Recommended: This Republic of Suffering: Death and the American Civil War | A Fascinating Study of a Society Immersed in Death

This Republic of Suffering: Death and the American Civil War
Drew Gilpin Faust (2008)

Three summers of road tripping to Civil War battlefields has driven home the horror and carnage of 19th-century warfare. Death and dying was an omnipresent fact of life during the course of this dark chapter of U.S. history: A family member dying in a military hospital far from home, a generation of young men from one small town obliterated in a single battle, or a family farm caught in the cross-hairs of battle, their home turned into a makeshift hospital, the parlor an operating room, and the front yard a temporary cemetery.

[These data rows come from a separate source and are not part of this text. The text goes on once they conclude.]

//! CPU reference model of the particle advection step.
//!
//! The frame loop advects particles entirely on the GPU (see
//! `gpu::advection`). This module implements the same per-particle rule on
//! the CPU, drawing from the same integer hash, so the statistical behavior
//! of the simulation (reseed rate, drift, bounds) can be checked without a
//! device.
//!
//! # Rule
//!
//! For particle `index` at `(lon, lat)` with frame seed `seed`:
//!
//! 1. If the position is outside the field bounds, or the drop draw is below
//!    `drop_rate`, respawn uniformly inside the bounds.
//! 2. Otherwise sample `(u, v)` and step
//!    `lon += u * k / cos(lat)`, `lat += v * k`.
//! 3. If the step left the bounds, respawn in the same frame.

use glam::Vec2;
use rand::Rng;

use crate::field::{GeoBounds, VectorField};
use crate::shader_utils::{random_unit, STREAM_DROP, STREAM_LAT, STREAM_LON};

/// Inputs to one advection step.
#[derive(Clone, Copy, Debug, PartialEq)]
pub struct AdvectionParams {
    /// Field bounds; particles live inside them.
    pub bounds: GeoBounds,
    /// Per-frame step multiplier (already scaled, see `RenderConfig::step_factor`).
    pub speed_factor: f32,
    /// Per-frame respawn probability.
    pub drop_rate: f32,
    /// Frame seed.
    pub seed: u32,
}

/// Why a particle respawned.
#[derive(Clone, Copy, Debug, PartialEq, Eq)]
pub enum ReseedCause {
    /// It started the frame outside the bounds.
    OutOfBounds,
    /// The random drop draw fired.
    Dropped,
    /// The step carried it outside the bounds.
    LeftBounds,
}

/// Outcome of advecting one particle.
#[derive(Clone, Copy, Debug, PartialEq, Eq)]
pub enum Step {
    /// Moved along the field.
    Advected,
    /// Respawned inside the bounds.
    Reseeded(ReseedCause),
}

/// Per-frame counts for a batch of particles.
#[derive(Clone, Copy, Debug, Default, PartialEq, Eq)]
pub struct AdvectionStats {
    pub advected: usize,
    pub out_of_bounds: usize,
    pub dropped: usize,
    pub left_bounds: usize,
}

impl AdvectionStats {
    /// Total number of respawned particles.
    pub fn reseeded(&self) -> usize {
        self.out_of_bounds + self.dropped + self.left_bounds
    }

    fn record(&mut self, step: Step) {
        match step {
            Step::Advected => self.advected += 1,
            Step::Reseeded(ReseedCause::OutOfBounds) => self.out_of_bounds += 1,
            Step::Reseeded(ReseedCause::Dropped) => self.dropped += 1,
            Step::Reseeded(ReseedCause::LeftBounds) => self.left_bounds += 1,
        }
    }
}

/// Respawn position for a particle, uniform inside `bounds`.
pub fn reseed_position(bounds: &GeoBounds, index: u32, seed: u32) -> Vec2 {
    bounds.denormalize(Vec2::new(
        random_unit(index, seed, STREAM_LON),
        random_unit(index, seed, STREAM_LAT),
    ))
}

/// Advance one particle by one frame.
pub fn advect(field: &VectorField, params: &AdvectionParams, index: u32, pos: Vec2) -> (Vec2, Step) {
    let bounds = &params.bounds;
    let Some(wind) = field.sample(bounds.normalize(pos)) else {
        return (
            reseed_position(bounds, index, params.seed),
            Step::Reseeded(ReseedCause::OutOfBounds),
        );
    };
    if random_unit(index, params.seed, STREAM_DROP) < params.drop_rate {
        return (
            reseed_position(bounds, index, params.seed),
            Step::Reseeded(ReseedCause::Dropped),
        );
    }

    let lat_rad = pos.y.to_radians();
    let next = Vec2::new(
        pos.x + wind.x * params.speed_factor / lat_rad.cos(),
        pos.y + wind.y * params.speed_factor,
    );

    if bounds.contains(next) {
        (next, Step::Advected)
    } else {
        (
            reseed_position(bounds, index, params.seed),
            Step::Reseeded(ReseedCause::LeftBounds),
        )
    }
}

/// Advance every particle in place; `positions[i]` is particle `i`.
pub fn advect_all(field: &VectorField, params: &AdvectionParams, positions: &mut [Vec2]) -> AdvectionStats {
    let mut stats = AdvectionStats::default();
    for (index, pos) in positions.iter_mut().enumerate() {
        let (next, step) = advect(field, params, index as u32, *pos);
        *pos = next;
        stats.record(step);
    }
    stats
}

/// Uniform random initial positions inside `bounds`.
pub fn seed_positions<R: Rng + ?Sized>(rng: &mut R, bounds: &GeoBounds, count: usize) -> Vec<Vec2> {
    (0..count)
        .map(|_| bounds.denormalize(Vec2::new(rng.gen::<f32>(), rng.gen::<f32>())))
        .collect()
}

#[cfg(test)]
mod tests {
    use super::*;
    use rand::rngs::SmallRng;
    use rand::SeedableRng;

    fn bounds() -> GeoBounds {
        GeoBounds::new(-60.0, -50.0, 60.0, 50.0)
    }

    fn params(speed_factor: f32, drop_rate: f32, seed: u32) -> AdvectionParams {
        AdvectionParams {
            bounds: bounds(),
            speed_factor,
            drop_rate,
            seed,
        }
    }

    #[test]
    fn test_out_of_bounds_reseeds() {
        let field = VectorField::uniform(8, 8, bounds(), 1.0, 0.0).unwrap();
        let (pos, step) = advect(&field, &params(0.01, 0.0, 3), 0, Vec2::new(100.0, 0.0));
        assert_eq!(step, Step::Reseeded(ReseedCause::OutOfBounds));
        assert!(bounds().contains(pos));
    }

    #[test]
    fn test_drop_rate_one_always_reseeds() {
        let field = VectorField::uniform(8, 8, bounds(), 1.0, 0.0).unwrap();
        let (_, step) = advect(&field, &params(0.01, 1.0, 3), 5, Vec2::ZERO);
        assert_eq!(step, Step::Reseeded(ReseedCause::Dropped));
    }

    #[test]
    fn test_step_applies_meridian_correction() {
        let field = VectorField::uniform(8, 8, bounds(), 2.0, 1.0).unwrap();
        let start = Vec2::new(0.0, 45.0);
        let (pos, step) = advect(&field, &params(0.5, 0.0, 0), 0, start);
        assert_eq!(step, Step::Advected);
        let expected_lon = 2.0 * 0.5 / 45f32.to_radians().cos();
        assert!((pos.x - expected_lon).abs() < 1e-5);
        assert!((pos.y - 45.5).abs() < 1e-5);
    }

    #[test]
    fn test_leaving_bounds_reseeds_same_frame() {
        let field = VectorField::uniform(8, 8, bounds(), 10.0, 0.0).unwrap();
        let (pos, step) = advect(&field, &params(1.0, 0.0, 9), 0, Vec2::new(59.0, 0.0));
        assert_eq!(step, Step::Reseeded(ReseedCause::LeftBounds));
        assert!(bounds().contains(pos));
    }

    #[test]
    fn test_null_cells_stall_particles() {
        let b = bounds();
        let field = VectorField::new(1, 1, vec![f32::NAN], vec![f32::NAN], b).unwrap();
        let start = Vec2::new(1.0, 2.0);
        let (pos, step) = advect(&field, &params(1.0, 0.0, 0), 0, start);
        assert_eq!(step, Step::Advected);
        assert_eq!(pos, start);
    }

    #[test]
    fn test_same_seed_is_reproducible() {
        let field = VectorField::uniform(8, 8, bounds(), 3.0, -1.0).unwrap();
        let mut rng = SmallRng::seed_from_u64(1);
        let mut a = seed_positions(&mut rng, &bounds(), 256);
        let mut b = a.clone();
        for seed in 0..20 {
            advect_all(&field, &params(0.05, 0.02, seed), &mut a);
            advect_all(&field, &params(0.05, 0.02, seed), &mut b);
        }
        assert_eq!(a, b);
    }

    #[test]
    fn test_seed_positions_inside_bounds() {
        let mut rng = SmallRng::seed_from_u64(42);
        let positions = seed_positions(&mut rng, &bounds(), 1000);
        assert_eq!(positions.len(), 1000);
        assert!(positions.iter().all(|p| bounds().contains(*p)));
    }

    #[test]
    fn test_stats_count_every_particle() {
        let field = VectorField::uniform(8, 8, bounds(), 0.0, 0.0).unwrap();
        let mut positions = vec![Vec2::ZERO; 500];
        positions[0] = Vec2::new(500.0, 0.0);
        let stats = advect_all(&field, &params(1.0, 0.1, 77), &mut positions);
        assert_eq!(stats.advected + stats.reseeded(), 500);
        assert_eq!(stats.out_of_bounds, 1);
        assert_eq!(stats.left_bounds, 0);
    }
}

How society viewed death and grappled with it in practice on such an unprecedented scale is a fascinating aspect American cultural history and the subject of this excellent book. At a time when ensuring a so-called “Good Death” was of utmost importance, to this life and the next, such a war, in which loved ones died alone and far from home, possibly buried in mass graves, and without any last words to or from their families, was a horror previously unimaginable. From this era came a rise in the industries of undertaking and embalming, improvements in cataloging and transporting the dead, and the formation of national and Confederate cemeteries. Gilpin Faust explores the practical, social, and spiritual aspects of a society forced to deal with death on a simultaneously massive and intimate scale, an interesting lens through which to view history.